Engineering is not often billed as an adrenaline-infused profession.
Indeed, introducing yourself as an engineer at a party likely won’t earn you the admiring oohs and ahhs that, say, a fireman or US Navy Seal might get. But for anyone who has ever inadvertently burnt off their fingertip with a soldering iron (yep, four-printed wonder right here), you know that engineering can be, and often is, risky business. After all, done right, it’s a hands-on profession.
That’s why a recent thread over on Quora caught my eye this morning.
“What are the deadliest construction/engineering projects in history?” was the title, with the subheading “For each, did technology exist at the time that could have made the work safer?”
The author listed the building of the Great Wall of China, the Panama Canal, and the pyramids as probably the most risky engineering projects in history, resulting in thousands of deaths. Still, those somehow feel a little far back and grandiose. Also, in the case of the Panama Canal, most of the deaths occurred after workers contracted yellow fever or malaria, rather than engineering work accidents.

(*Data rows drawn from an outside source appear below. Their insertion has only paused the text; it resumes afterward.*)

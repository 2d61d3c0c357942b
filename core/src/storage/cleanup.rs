// hamper/src/storage/cleanup.rs

//! Progressive cleanup: frees persisted space by evicting other cache
//! namespaces when a cart write fails on quota. The store runs one pass and
//! retries the failed write exactly once; it never loops.

use crate::storage::backend::StorageBackend;
use tracing::{event, Level};

/// Best-effort eviction over the shared storage. Implementations must never
/// touch the keys listed in `protected`.
pub trait CleanupPolicy: Send + Sync {
  /// Runs one eviction pass and returns the number of entries removed.
  fn run(&self, backend: &dyn StorageBackend) -> usize;
}

/// Evicts keys under configured cache-namespace prefixes, in the configured
/// order (least-recently-useful namespaces first). The cart key and the
/// booking backup key are passed in as protected and are never evicted.
pub struct NamespaceCleanup {
  prefixes: Vec<String>,
  protected: Vec<String>,
}

impl NamespaceCleanup {
  pub fn new(prefixes: Vec<String>, protected: Vec<String>) -> Self {
    NamespaceCleanup { prefixes, protected }
  }
}

impl CleanupPolicy for NamespaceCleanup {
  fn run(&self, backend: &dyn StorageBackend) -> usize {
    let mut evicted = 0usize;
    for prefix in &self.prefixes {
      for key in backend.keys() {
        if !key.starts_with(prefix.as_str()) {
          continue;
        }
        if self.protected.iter().any(|p| p == &key) {
          continue;
        }
        match backend.remove(&key) {
          Ok(()) => {
            evicted += 1;
            event!(Level::DEBUG, key, namespace = %prefix, "Evicted cache entry to free quota.");
          }
          Err(err) => {
            event!(Level::WARN, key, error = %err, "Failed to evict cache entry; continuing.");
          }
        }
      }
    }
    event!(Level::INFO, evicted, "Progressive cleanup pass finished.");
    evicted
  }
}

/// A policy that evicts nothing. Useful when the embedding application has
/// no evictable namespaces.
pub struct NoopCleanup;

impl CleanupPolicy for NoopCleanup {
  fn run(&self, _backend: &dyn StorageBackend) -> usize {
    0
  }
}
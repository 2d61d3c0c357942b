pub mod line_item;
pub mod service;

// Re-export key types for easier access from other hamper modules (and lib.rs)
pub use line_item::{CartLineItem, SelectionKey, Selections, StoredCartItem};
pub use service::{
  LeanMenuItem, LeanRentalItem, LeanStaffService, LeanVenueOption, MenuItem, PriceType, RentalItem, ServiceCatalog,
  ServiceDetails, ServiceId, ServiceKind, ServiceRecord, ServiceSnapshot, StaffService, VendorIdentity, VenueOption,
};
// hamper/src/auth.rs

//! Session states driving the auth gate. The authentication provider is the
//! sole external signal; the store reacts to transitions via
//! `CartStore::set_auth_state`.

/// Session state as reported by the authentication provider.
#[derive(Debug, Clone, Copy, PartialEq, Eq)]
pub enum AuthState {
  /// Session resolution still in flight (e.g. right after a page refresh).
  /// All cart operations are deferred: no reads, no clears. This avoids the
  /// spurious clear-on-refresh race.
  Loading,
  /// No session. The cart is wiped, persisted keys deleted, unconditionally.
  Unauthenticated,
  /// Active session. The persisted cart is loaded, expiry-filtered.
  Authenticated,
}

impl AuthState {
  pub fn is_authenticated(&self) -> bool {
    matches!(self, AuthState::Authenticated)
  }
}
// hamper/src/sync.rs

//! Cross-tab synchronization: keeps multiple store handles on the same
//! shared storage eventually consistent. Replace, not merge — the last
//! writer's persisted snapshot wins, by explicit design choice. A 4-hour
//! shopping cart does not justify a merge protocol.

use crate::store::cart::CartStore;
use crate::storage::hub::StorageEvent;
use std::sync::Arc;
use tracing::{event, Level};

pub struct CrossTabSync;

impl CrossTabSync {
  /// Subscribes the store to cart-key changes on its shared storage. On a
  /// change from a foreign tab, and only while this store is authenticated,
  /// the store reloads from persistence, replacing its in-memory state.
  ///
  /// The listener holds a weak reference; once every `CartStore` clone is
  /// dropped it signals the hub to remove it on the next dispatch.
  pub fn attach(store: &CartStore) {
    let weak = Arc::downgrade(&store.inner);
    let shared = store.shared().clone();

    shared.subscribe(Arc::new(move |ev: &StorageEvent| {
      let Some(inner) = weak.upgrade() else {
        return false;
      };
      let store = CartStore::from_inner(inner);

      if ev.key != store.config().cart_key {
        return true;
      }
      if ev.origin == store.tab() {
        return true;
      }
      if !store.auth_state().is_authenticated() {
        event!(Level::TRACE, tab = %store.tab(), "Foreign cart change ignored: no session.");
        return true;
      }

      event!(
        Level::DEBUG,
        tab = %store.tab(),
        origin = %ev.origin,
        "Foreign cart change; reloading from persistence (last write wins)."
      );
      // No persist-back: the receiving tab must not echo a write, or two
      // tabs would ping-pong storage events.
      store.load_from_persistence(false);
      true
    }));
  }
}
// core/examples/basic_cart.rs

//! Add/merge/update/clear walkthrough against an in-memory backend.
//!
//! Run with: `cargo run --example basic_cart`

use hamper::{
  AuthState, CartConfig, CartStore, MemoryBackend, MenuItem, PriceType, SelectionKey, Selections, ServiceCatalog,
  ServiceId, ServiceKind, ServiceRecord, SharedStorage, VendorIdentity,
};
use std::sync::Arc;

fn taco_catering() -> ServiceRecord {
  ServiceRecord {
    id: ServiceId::new("svc-tacos"),
    name: "Taco Night Catering".to_string(),
    kind: ServiceKind::Catering,
    price: 250.0,
    price_type: PriceType::Fixed,
    vendor: VendorIdentity {
      id: "vendor-9".to_string(),
      display_name: "La Cocina".to_string(),
    },
    description: Some("Street-style tacos for up to 80 guests".to_string()),
    image_urls: vec!["tacos-hero.jpg".to_string()],
    details: ServiceCatalog::Catering(vec![MenuItem {
      id: "al-pastor".to_string(),
      name: "Al Pastor".to_string(),
      price: 4.5,
      price_type: PriceType::PerUnit,
      category: "tacos".to_string(),
      is_combo: false,
      combo_category_ids: vec![],
      description: Some("Marinated pork, pineapple, cilantro".to_string()),
      image_urls: vec![],
      combo_items: vec![],
      popularity_score: None,
    }]),
    rating: Some(4.9),
    review_count: Some(87),
  }
}

fn main() {
  tracing_subscriber::fmt()
    .with_env_filter(tracing_subscriber::EnvFilter::try_from_default_env().unwrap_or_else(|_| "info".into()))
    .init();

  let shared = SharedStorage::new(Arc::new(MemoryBackend::new()));
  let store = CartStore::new(CartConfig::default(), shared);

  // The session resolves; the (empty) persisted cart is loaded.
  store.set_auth_state(AuthState::Authenticated);

  let mut selections: Selections = Selections::new();
  selections.insert(SelectionKey::item("al-pastor"), 30);
  let outcome = store.add_item(&taco_catering(), selections);
  println!("first add: {:?}, count = {}", outcome, store.count());

  // Re-adding the same service merges instead of duplicating.
  let mut more: Selections = Selections::new();
  more.insert(SelectionKey::item("al-pastor"), 45);
  let outcome = store.add_item(&taco_catering(), more);
  println!(
    "second add: {:?}, count = {}, selections = {:?}",
    outcome,
    store.count(),
    store.selections_for(&ServiceId::new("svc-tacos"))
  );

  // Unconfirmed clears are guarded no-ops.
  println!("clear(false): {:?}, count = {}", store.clear(false), store.count());
  println!("clear(true):  {:?}, count = {}", store.clear(true), store.count());
}
// hamper/src/model/service.rs

//! Marketplace service records: the full domain shape handed to `add_item`,
//! and the pruned projection that is actually persisted with a line item.
//!
//! The pruned types carry `deny_unknown_fields` so that a strict parse of a
//! persisted cart doubles as legacy-format detection (see `store::migration`).

use serde::{Deserialize, Serialize};
use std::fmt;

/// Stable identifier of a marketplace service. Cart membership is keyed by it.
#[derive(Debug, Clone, PartialEq, Eq, Hash, PartialOrd, Ord, Serialize, Deserialize)]
#[serde(transparent)]
pub struct ServiceId(String);

impl ServiceId {
  pub fn new<S: Into<String>>(id: S) -> Self {
    ServiceId(id.into())
  }

  pub fn as_str(&self) -> &str {
    &self.0
  }
}

impl fmt::Display for ServiceId {
  fn fmt(&self, f: &mut fmt::Formatter<'_>) -> fmt::Result {
    f.write_str(&self.0)
  }
}

impl From<&str> for ServiceId {
  fn from(s: &str) -> Self {
    ServiceId(s.to_string())
  }
}

/// The service type tag. Determines which lean detail list the pruner keeps.
#[derive(Debug, Clone, Copy, PartialEq, Eq, Serialize, Deserialize)]
#[serde(rename_all = "kebab-case")]
pub enum ServiceKind {
  Catering,
  Venues,
  Staff,
  PartyRentals,
}

/// How a price is applied when totals are computed.
#[derive(Debug, Clone, Copy, PartialEq, Eq, Serialize, Deserialize)]
#[serde(rename_all = "kebab-case")]
pub enum PriceType {
  Fixed,
  PerPerson,
  PerHour,
  PerUnit,
}

/// Vendor identity retained on a cart row so it can be redisplayed without
/// re-fetching the vendor record.
#[derive(Debug, Clone, PartialEq, Serialize, Deserialize)]
#[serde(rename_all = "camelCase")]
pub struct VendorIdentity {
  pub id: String,
  pub display_name: String,
}

// --- Full (rich) detail records, as they arrive from the marketplace ---

/// A full catering menu item. Combo items may nest one level of sub-items;
/// the pruner never expands them further.
#[derive(Debug, Clone, PartialEq, Serialize, Deserialize)]
#[serde(rename_all = "camelCase")]
pub struct MenuItem {
  pub id: String,
  pub name: String,
  pub price: f64,
  pub price_type: PriceType,
  pub category: String,
  #[serde(default)]
  pub is_combo: bool,
  #[serde(default)]
  pub combo_category_ids: Vec<String>,
  #[serde(default)]
  pub description: Option<String>,
  #[serde(default)]
  pub image_urls: Vec<String>,
  #[serde(default)]
  pub combo_items: Vec<MenuItem>,
  #[serde(default)]
  pub popularity_score: Option<f64>,
}

#[derive(Debug, Clone, PartialEq, Serialize, Deserialize)]
#[serde(rename_all = "camelCase")]
pub struct RentalItem {
  pub id: String,
  pub name: String,
  pub price: f64,
  pub price_type: PriceType,
  pub category: String,
  #[serde(default)]
  pub description: Option<String>,
  #[serde(default)]
  pub image_urls: Vec<String>,
}

#[derive(Debug, Clone, PartialEq, Serialize, Deserialize)]
#[serde(rename_all = "camelCase")]
pub struct StaffService {
  pub id: String,
  pub name: String,
  pub price: f64,
  pub price_type: PriceType,
  pub minimum_hours: u32,
  #[serde(default)]
  pub description: Option<String>,
  #[serde(default)]
  pub certifications: Vec<String>,
}

#[derive(Debug, Clone, PartialEq, Serialize, Deserialize)]
#[serde(rename_all = "camelCase")]
pub struct VenueOption {
  pub id: String,
  pub name: String,
  pub price: f64,
  pub price_type: PriceType,
  #[serde(default)]
  pub description: Option<String>,
  #[serde(default)]
  pub image_urls: Vec<String>,
  #[serde(default)]
  pub capacity: Option<u32>,
}

/// Type-specific detail lists of a full service record.
#[derive(Debug, Clone, PartialEq, Serialize, Deserialize)]
#[serde(tag = "type", content = "items", rename_all = "kebab-case")]
pub enum ServiceCatalog {
  Catering(Vec<MenuItem>),
  PartyRentals(Vec<RentalItem>),
  Staff(Vec<StaffService>),
  Venues(Vec<VenueOption>),
}

/// The full marketplace service record, as handed to `CartStore::add_item`.
/// Everything beyond the pruned projection is dropped at write time.
#[derive(Debug, Clone, PartialEq, Serialize, Deserialize)]
#[serde(rename_all = "camelCase")]
pub struct ServiceRecord {
  pub id: ServiceId,
  pub name: String,
  #[serde(rename = "type")]
  pub kind: ServiceKind,
  pub price: f64,
  pub price_type: PriceType,
  pub vendor: VendorIdentity,
  #[serde(default)]
  pub description: Option<String>,
  #[serde(default)]
  pub image_urls: Vec<String>,
  pub details: ServiceCatalog,
  #[serde(default)]
  pub rating: Option<f64>,
  #[serde(default)]
  pub review_count: Option<u32>,
}

// --- Lean (pruned) detail records, as persisted on a cart row ---

#[derive(Debug, Clone, PartialEq, Serialize, Deserialize)]
#[serde(rename_all = "camelCase", deny_unknown_fields)]
pub struct LeanMenuItem {
  pub id: String,
  pub name: String,
  pub price: f64,
  pub price_type: PriceType,
  pub category: String,
  pub is_combo: bool,
  pub combo_category_ids: Vec<String>,
}

#[derive(Debug, Clone, PartialEq, Serialize, Deserialize)]
#[serde(rename_all = "camelCase", deny_unknown_fields)]
pub struct LeanRentalItem {
  pub id: String,
  pub name: String,
  pub price: f64,
  pub price_type: PriceType,
  pub category: String,
}

#[derive(Debug, Clone, PartialEq, Serialize, Deserialize)]
#[serde(rename_all = "camelCase", deny_unknown_fields)]
pub struct LeanStaffService {
  pub id: String,
  pub name: String,
  pub price: f64,
  pub price_type: PriceType,
  pub minimum_hours: u32,
}

#[derive(Debug, Clone, PartialEq, Serialize, Deserialize)]
#[serde(rename_all = "camelCase", deny_unknown_fields)]
pub struct LeanVenueOption {
  pub id: String,
  pub name: String,
  pub price: f64,
  pub price_type: PriceType,
}

/// Type-specific lean detail lists, keyed the same way as `ServiceCatalog`.
/// Consumers get a checked contract per service kind instead of optional
/// fields probed at every read site.
#[derive(Debug, Clone, PartialEq, Serialize, Deserialize)]
#[serde(tag = "type", content = "items", rename_all = "kebab-case")]
pub enum ServiceDetails {
  Catering(Vec<LeanMenuItem>),
  PartyRentals(Vec<LeanRentalItem>),
  Staff(Vec<LeanStaffService>),
  Venues(Vec<LeanVenueOption>),
}

impl ServiceDetails {
  /// Number of lean detail entries, regardless of variant.
  pub fn len(&self) -> usize {
    match self {
      ServiceDetails::Catering(items) => items.len(),
      ServiceDetails::PartyRentals(items) => items.len(),
      ServiceDetails::Staff(items) => items.len(),
      ServiceDetails::Venues(items) => items.len(),
    }
  }

  pub fn is_empty(&self) -> bool {
    self.len() == 0
  }
}

/// The pruned projection of a service, persisted with a cart line item.
/// Only identity/display/pricing fields plus the lean detail list survive;
/// re-hydration therefore yields a partially-populated service and callers
/// must tolerate the missing optional fields.
#[derive(Debug, Clone, PartialEq, Serialize, Deserialize)]
#[serde(rename_all = "camelCase", deny_unknown_fields)]
pub struct ServiceSnapshot {
  pub id: ServiceId,
  pub name: String,
  #[serde(rename = "type")]
  pub kind: ServiceKind,
  pub price: f64,
  pub price_type: PriceType,
  pub vendor: VendorIdentity,
  /// Primary image only. Galleries are dropped by the pruner.
  pub image_url: Option<String>,
  pub details: ServiceDetails,
}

The building of the Hoover dam, the great railroads, and mining were also all cited as examples of high-risk engineering, but the answers all seemed to fall a bit short. After all, the perils of structural engineering seem fairly obvious. You build something massive out of bricks and/or steel, and there’s a high likelihood bits may fall off and bop people on the head.

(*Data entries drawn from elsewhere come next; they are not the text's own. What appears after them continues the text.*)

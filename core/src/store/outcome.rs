// hamper/src/store/outcome.rs

//! Outcome signals returned by cart store operations. The store never raises
//! errors across its public boundary; callers branch on these instead.

/// Outcome of `CartStore::add_item`.
#[derive(Debug, Clone, Copy, PartialEq, Eq)]
pub enum AddOutcome {
  /// A new line item was appended.
  Added,
  /// A line item for the same service already existed; its selections were
  /// merged (incoming keys win) and its timestamps left untouched.
  Merged,
  /// No active session. The operation was a no-op; surface a "please sign
  /// in" notice to the user.
  RequiresAuthentication,
  /// Session resolution is still in flight; the operation was deferred.
  Deferred,
}

/// Outcome of `CartStore::update_selections`.
#[derive(Debug, Clone, Copy, PartialEq, Eq)]
pub enum UpdateOutcome {
  /// The selections map was replaced and the change persisted.
  Updated,
  /// The incoming map was value-equal to the current one. Nothing changed:
  /// no new map, no revision bump, no persistence write. Downstream
  /// consumers rely on this stability to avoid render loops.
  Unchanged,
  /// No (unexpired) line item with that service id.
  NotInCart,
}

/// Outcome of `CartStore::clear`.
#[derive(Debug, Clone, Copy, PartialEq, Eq)]
pub enum ClearOutcome {
  /// The cart was emptied and the persisted keys deleted.
  Cleared,
  /// The request lacked explicit confirmation (or arrived while the session
  /// was still resolving) and was ignored.
  Ignored,
}

/// Outcome of one persistence attempt.
#[derive(Debug, Clone, Copy, PartialEq, Eq)]
pub enum WriteOutcome {
  /// The first write attempt succeeded.
  Persisted,
  /// The first attempt hit quota; a cleanup pass freed enough space for the
  /// single retry to succeed.
  PersistedAfterCleanup,
  /// Both attempts failed. The cart is held in the in-memory fallback: the
  /// current tab stays usable, but the cart will not survive a reload or
  /// propagate to other tabs.
  MemoryOnly,
}
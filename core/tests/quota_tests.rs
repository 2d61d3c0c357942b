// tests/quota_tests.rs
mod common;

use common::*;
use hamper::{AuthState, CartStore, ManualClock, ServiceId, SharedStorage, StorageBackend, UpdateOutcome};
use serial_test::serial;
use std::sync::Arc;

fn store_on_backend(backend: Arc<RecordingBackend>) -> (CartStore, Arc<SharedStorage>) {
  let shared = SharedStorage::new(backend);
  let clock = Arc::new(ManualClock::new(test_epoch()));
  let store = store_on(&shared, &clock);
  (store, shared)
}

#[test]
#[serial]
fn test_cart_stays_usable_when_every_write_fails() {
  setup_tracing();
  let backend = Arc::new(RecordingBackend::new());
  backend.set_fail_writes(true);
  let (store, shared) = store_on_backend(backend.clone());
  store.set_auth_state(AuthState::Authenticated);
  let id = ServiceId::new("svc-cater");

  // Simulated quota exhaustion: every persisted write fails, but the
  // in-memory view stays correct for the rest of the session.
  store.add_item(&catering_service("svc-cater"), selections(&[("menu-0", 2)]));
  assert_eq!(store.count(), 1);
  assert!(store.contains(&id));

  assert_eq!(
    store.update_selections(&id, selections(&[("menu-0", 5)])),
    UpdateOutcome::Updated
  );
  assert_eq!(store.selections_for(&id), selections(&[("menu-0", 5)]));

  store.add_item(&staff_service("svc-staff"), selections(&[("server", 1)]));
  assert_eq!(store.count(), 2);

  store.remove_item(&id);
  assert_eq!(store.count(), 1);
  assert!(store.contains(&ServiceId::new("svc-staff")));

  // Nothing reached persistence.
  assert_eq!(shared.read("marketplace-cart").unwrap(), None);
}

#[test]
#[serial]
fn test_failed_write_retries_exactly_once() {
  setup_tracing();
  let backend = Arc::new(RecordingBackend::new());
  backend.set_fail_writes(true);
  let (store, _shared) = store_on_backend(backend.clone());
  store.set_auth_state(AuthState::Authenticated);

  let before = backend.attempts();
  store.add_item(&catering_service("svc-cater"), selections(&[("menu-0", 1)]));

  // One original attempt plus exactly one post-cleanup retry. No loops.
  assert_eq!(backend.attempts() - before, 2);
}

#[test]
#[serial]
fn test_cleanup_frees_space_for_the_single_retry() {
  setup_tracing();
  // Capacity fits either the junk cache entry or the cart, not both.
  let backend = Arc::new(RecordingBackend::with_capacity(4096));
  backend
    .write("image-cache:hero", &"j".repeat(3800))
    .expect("junk entry must fit on its own");
  let (store, shared) = store_on_backend(backend.clone());
  store.set_auth_state(AuthState::Authenticated);

  let before = backend.attempts();
  store.add_item(&rentals_service("svc-rentals"), selections(&[("chair-1", 40)]));

  // First attempt failed, the cleanup pass evicted the cache namespace,
  // and the retry landed.
  assert_eq!(backend.attempts() - before, 2);
  assert!(shared.read("image-cache:hero").unwrap().is_none());
  assert!(shared.read("marketplace-cart").unwrap().is_some());
  assert_eq!(store.count(), 1);
}

#[test]
#[serial]
fn test_cleanup_never_evicts_the_cart_or_backup_keys() {
  setup_tracing();
  let backend = Arc::new(RecordingBackend::new());
  let (store, shared) = store_on_backend(backend.clone());
  store.set_auth_state(AuthState::Authenticated);

  store.add_item(&catering_service("svc-cater"), selections(&[("menu-0", 1)]));
  backend.write("booking-state-backup", "{\"step\":3}").unwrap();
  backend.write("image-cache:a", "junk").unwrap();

  // Force the next persist through the cleanup path.
  backend.set_fail_writes(true);
  store.add_item(&staff_service("svc-staff"), selections(&[("server", 1)]));
  backend.set_fail_writes(false);

  assert!(shared.read("image-cache:a").unwrap().is_none());
  assert!(shared.read("booking-state-backup").unwrap().is_some());
  // The cart key survived the cleanup pass (it holds the pre-failure write).
  assert!(shared.read("marketplace-cart").unwrap().is_some());
}

#[test]
#[serial]
fn test_recovery_after_quota_pressure_ends() {
  setup_tracing();
  let backend = Arc::new(RecordingBackend::new());
  backend.set_fail_writes(true);
  let (store, shared) = store_on_backend(backend.clone());
  store.set_auth_state(AuthState::Authenticated);

  store.add_item(&catering_service("svc-cater"), selections(&[("menu-0", 1)]));
  assert_eq!(shared.read("marketplace-cart").unwrap(), None);

  // Quota pressure lifts; the next mutation persists the whole cart.
  backend.set_fail_writes(false);
  store.add_item(&staff_service("svc-staff"), selections(&[("server", 2)]));

  let raw = shared.read("marketplace-cart").unwrap().unwrap();
  assert!(raw.contains("svc-cater"));
  assert!(raw.contains("svc-staff"));
}

#[test]
#[serial]
fn test_fallback_feeds_a_reload_in_the_same_process() {
  setup_tracing();
  let backend = Arc::new(RecordingBackend::new());
  backend.set_fail_writes(true);
  let (store, _shared) = store_on_backend(backend.clone());
  store.set_auth_state(AuthState::Authenticated);

  store.add_item(&catering_service("svc-cater"), selections(&[("menu-0", 1)]));

  // Re-resolving the session with the persisted key absent falls back to
  // the last known-good in-memory snapshot.
  store.set_auth_state(AuthState::Loading);
  store.set_auth_state(AuthState::Authenticated);
  assert_eq!(store.count(), 1);
  assert!(store.contains(&ServiceId::new("svc-cater")));
}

But what of the disasters in electrical engineering? What are the big notable ones?
At the risk of sounding like one of those cheesy TV lawyers, have you yourself ever inadvertently electrocuted yourself, a family member, or your dog? Slipped with your soldering iron and have scars to tell the tale?
Anything and everything from exploding laptops, to spontaneous combustion of batteries, or bringing down the power of an entire area -- if you have a story, we want to hear it.
No, I’m not going to help you sue for damages, but I do want to hear your engineering horror stories, with photographic evidence, if possible. After all, what good is a scar if you can’t show it off?
Send your tales of engineering horror to me at Sylvie.Barak@ubm.com or post them in the comments section below.
Many years back, I was using an inexpensive digital meter to check for the presence of 480 volts. It turned out that I had the meter leads in the current measurement positions. The meter was giving me funny results, and I was getting rather annoyed. I kept trying to get a reading, and suddenly the meter exploded in my hand. The front half of the case split from the rear half, and was hanging by some wires. I had a charred spot on my shirt, and the lead sockets were basically vaporized.
There was photographic evidence taken, and I wish I could find it. Since I wasn't actually injured, it was a pretty funny picture. I was holding the exploded meter, with the leads hanging down, with the charred spot square in the middle of my shirt, and a big smile on my face.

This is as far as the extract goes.